Sid Salter
President Bill Clinton proposed similar welfare reforms in 1996 and then-U.S. Sen. Joe Biden supported it.
In Washington, the Biden Administration is battling with House Republicans over their relatively paltry reform plans attached to debt ceiling legislation that would raise the ceiling by $1.5 trillion in exchange for a slower rate of growth in federal spending over the next decade.
In all, the Republican plan would cut spending by about $4 trillion over the next decade from the $60 trillion that will be spent. Democrats in Congress are pushing back in particular on this plan over the GOP proposal that able-bodied adults ages 18 to 55 be required to work or attend skill training for 20 hours per week in exchange for Medicaid or SNAP benefits (food stamps).
The work or training requirement would not apply to those adults who are disabled, parents with dependent children, pregnant, or enrolled in drug treatment. The Congressional Research Service says there are over four million who do not meet those exemptions – but only one in four is employed.

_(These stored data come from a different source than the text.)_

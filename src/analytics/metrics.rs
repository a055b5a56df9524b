// src/analytics/metrics.rs
// Per-query execution metrics with named timers

use std::collections::{BTreeMap, HashMap};
use std::time::Instant;

use serde::{Deserialize, Serialize};

use crate::analytics::cost::CostBreakdown;
use crate::kb::KbHit;

/// Vector search execution stats
#[derive(Debug, Clone, Default, Serialize, Deserialize)]
pub struct SearchExecution {
    pub filters_applied: BTreeMap<String, String>,
    pub documents_scanned: usize,
    pub documents_matched: usize,
    pub documents_returned: usize,
    pub similarity_threshold: f32,
    pub embedding_time_ms: f64,
    pub search_time_ms: f64,
    pub rerank_time_ms: f64,
}

/// One attempt in the fallback chain
#[derive(Debug, Clone, Serialize, Deserialize)]
pub struct SearchAttempt {
    pub label: String,
    #[serde(skip_serializing_if = "Option::is_none")]
    pub entry_type: Option<String>,
    pub results: usize,
}

/// Compact chunk reference recorded per query
#[derive(Debug, Clone, Serialize, Deserialize)]
pub struct RetrievedChunk {
    pub id: String,
    pub title: String,
    pub entry_type: String,
    pub score: f32,
}

impl From<&KbHit> for RetrievedChunk {
    fn from(hit: &KbHit) -> Self {
        Self {
            id: hit.id.clone(),
            title: hit.title().to_string(),
            entry_type: hit.entry_type.clone(),
            score: hit.score,
        }
    }
}

/// Complete execution metrics for one query
#[derive(Debug, Clone, Default, Serialize, Deserialize)]
pub struct QueryMetrics {
    pub query_text: String,
    pub query_type: String,
    pub classification_confidence: f32,

    #[serde(default)]
    pub enhanced_query: String,
    #[serde(skip_serializing_if = "Option::is_none")]
    pub query_category: Option<String>,
    #[serde(skip_serializing_if = "Option::is_none")]
    pub query_intent: Option<String>,
    #[serde(default)]
    pub query_tags: Vec<String>,
    #[serde(skip_serializing_if = "Option::is_none")]
    pub routing: Option<String>,

    pub search_execution: SearchExecution,
    #[serde(default)]
    pub search_attempts: Vec<SearchAttempt>,

    pub sources_found: usize,
    pub sources_used: usize,
    pub best_confidence: f32,
    #[serde(default)]
    pub retrieved_chunks: Vec<RetrievedChunk>,

    pub total_time_ms: f64,
    pub classification_time_ms: f64,
    pub query_intelligence_time_ms: f64,
    pub response_generation_time_ms: f64,

    pub cost_breakdown: CostBreakdown,

    pub escalated: bool,
    pub escalation_reason: String,
    pub escalation_type: String,

    #[serde(skip_serializing_if = "Option::is_none")]
    pub error: Option<String>,
}

/// Collects metrics across the stages of one query
pub struct MetricsCollector {
    metrics: QueryMetrics,
    timers: HashMap<&'static str, Instant>,
}

impl MetricsCollector {
    pub fn start(query_text: &str) -> Self {
        let mut collector = Self {
            metrics: QueryMetrics {
                query_text: query_text.to_string(),
                escalation_reason: "none".into(),
                escalation_type: "none".into(),
                ..Default::default()
            },
            timers: HashMap::new(),
        };
        collector.start_timer("total");
        collector
    }

    pub fn start_timer(&mut self, name: &'static str) {
        self.timers.insert(name, Instant::now());
    }

    fn stop_timer(&mut self, name: &'static str) -> f64 {
        self.timers
            .remove(name)
            .map(|t| t.elapsed().as_secs_f64() * 1000.0)
            .unwrap_or(0.0)
    }

    pub fn record_classification(&mut self, query_type: &str, confidence: f32) {
        self.metrics.query_type = query_type.to_string();
        self.metrics.classification_confidence = confidence;
        self.metrics.classification_time_ms = self.stop_timer("classification");
    }

    pub fn record_intelligence(
        &mut self,
        enhanced_query: &str,
        routing: &str,
        category: Option<&str>,
        intent: Option<&str>,
        tags: &[String],
    ) {
        self.metrics.enhanced_query = enhanced_query.to_string();
        self.metrics.routing = Some(routing.to_string());
        self.metrics.query_category = category.map(String::from);
        self.metrics.query_intent = intent.map(String::from);
        self.metrics.query_tags = tags.to_vec();
        self.metrics.query_intelligence_time_ms = self.stop_timer("query_intelligence");
    }

    pub fn record_search_execution(&mut self, execution: SearchExecution) {
        self.metrics.search_execution = execution;
    }

    pub fn record_search_attempts(&mut self, attempts: &[SearchAttempt]) {
        self.metrics.search_attempts = attempts.to_vec();
    }

    pub fn push_search_attempt(&mut self, attempt: SearchAttempt) {
        self.metrics.search_attempts.push(attempt);
    }

    pub fn record_rerank_time(&mut self, rerank_time_ms: f64) {
        self.metrics.search_execution.rerank_time_ms = rerank_time_ms;
    }

    pub fn record_results(&mut self, found: usize, used: usize, best_confidence: f32, hits: &[KbHit]) {
        self.metrics.sources_found = found;
        self.metrics.sources_used = used;
        self.metrics.best_confidence = best_confidence;
        self.metrics.retrieved_chunks = hits.iter().map(RetrievedChunk::from).collect();
    }

    pub fn record_response_generation(&mut self) {
        self.metrics.response_generation_time_ms = self.stop_timer("response_generation");
    }

    pub fn record_escalation(&mut self, escalated: bool, reason: &str, kind: &str) {
        self.metrics.escalated = escalated;
        self.metrics.escalation_reason = reason.to_string();
        self.metrics.escalation_type = kind.to_string();
    }

    pub fn record_cost(&mut self, cost: CostBreakdown) {
        self.metrics.cost_breakdown = cost;
    }

    pub fn record_error(&mut self, error: &str) {
        self.metrics.error = Some(error.to_string());
    }

    /// Stop the total timer and hand the metrics out
    pub fn finalize(mut self) -> QueryMetrics {
        self.metrics.total_time_ms = self.stop_timer("total");
        self.metrics
    }
}

#[cfg(test)]
mod tests {
    use super::*;
    use std::time::Duration;

    #[test]
    fn test_stage_timings_sum_close_to_total() {
        let mut collector = MetricsCollector::start("how do I upload photos");

        collector.start_timer("classification");
        std::thread::sleep(Duration::from_millis(5));
        collector.record_classification("howto", 0.8);

        collector.start_timer("query_intelligence");
        std::thread::sleep(Duration::from_millis(5));
        collector.record_intelligence("upload photos to a listing", "full_rag", None, None, &[]);

        collector.start_timer("response_generation");
        std::thread::sleep(Duration::from_millis(5));
        collector.record_response_generation();

        let metrics = collector.finalize();
        let stage_sum = metrics.classification_time_ms
            + metrics.query_intelligence_time_ms
            + metrics.response_generation_time_ms
            + metrics.search_execution.embedding_time_ms
            + metrics.search_execution.search_time_ms
            + metrics.search_execution.rerank_time_ms;

        assert!(metrics.total_time_ms >= stage_sum);
        assert!((metrics.total_time_ms - stage_sum).abs() < 50.0);
    }

    #[test]
    fn test_unstarted_timer_reads_zero() {
        let mut collector = MetricsCollector::start("q");
        collector.record_classification("general", 0.5);
        assert_eq!(collector.metrics.classification_time_ms, 0.0);
    }

    #[test]
    fn test_defaults() {
        let metrics = MetricsCollector::start("q").finalize();
        assert_eq!(metrics.escalation_reason, "none");
        assert_eq!(metrics.escalation_type, "none");
        assert!(!metrics.escalated);
        assert!(metrics.error.is_none());
    }
}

At the same time, the post-pandemic edition update of a fascinating 2016 book entitled “Men Without Work” by economist and demographer Nicholas Eberstadt observes that “over six million prime-age men were neither working nor looking for work” in the U.S. Eberstadt defines “prime-age” workers as ages 25 to 54.
The conservative Foundation for Government Accountability argues that with some 11 million jobs unfilled nationally and employers offering bonuses and other incentives to attract workers, the lack of a work component to welfare disincentivizes the traditional American work ethic.
Between 2000 and 2021, U.S. Department of Agriculture data shows the food stamp program added 24 million recipients.
While Democrats called the House GOP plan a “non-starter” there is quiet confidence among Republican leaders: “Everybody believes in a safety net, but I don’t think many people think it’s right to be paying billions of dollars to allow people to sit at home … and not work when everybody’s looking for workers,” House Majority Leader (R-La.) told The Hill on April 4.
So how does this national political battle over the debt ceiling and welfare spending play in Mississippi? First, it’s important to look at the statistical stakes in the poorest state in the union.
In 2020, SNAP benefits were extended to 413,700 Mississippians – or some 14% of the state’s population. That compares to 41.2 million recipients in the U.S. or 12% of the population. Some 72% of Mississippi food stamp recipients are in families with children.
In Mississippi, 36 percent of those food stamp families have older adults or are disabled and 43% of those recipient families are in working families. From an economic impact standpoint, 3,061 food retailers redeemed $605.8 million in SNAP benefits in 2019.
As is the case in modern politics, this standoff has become almost cartoonish in the red v. blue party characterizations. But “welfare for work” is not a new concept. Democrat Franklin Roosevelt gave us the Work Progress Administration back in 1935.
The WPA created jobs, taught skills, and remade the nation’s infrastructure in terms of highways, roads, bridges, and public buildings. The base football stadiums at Mississippi State and Ole Miss were WPA projects.
America’s infrastructure is today in many cases greatly in need of rebuilding and repair. There is an inarguable lack of workers. The national debt cannot continue to escalate unabated.
President Bill Clinton proposed similar welfare reforms in 1996 and then-U.S. Sen. Joe Biden supported it.
Outside of the obvious fiscal wisdom of requiring able-bodied adults to exchange employment and training for government assistance is a concept that this country embraced during the Great Depression. Will it take another depression for Americans to dare to implement a work component into the national economic safety net for those who can work?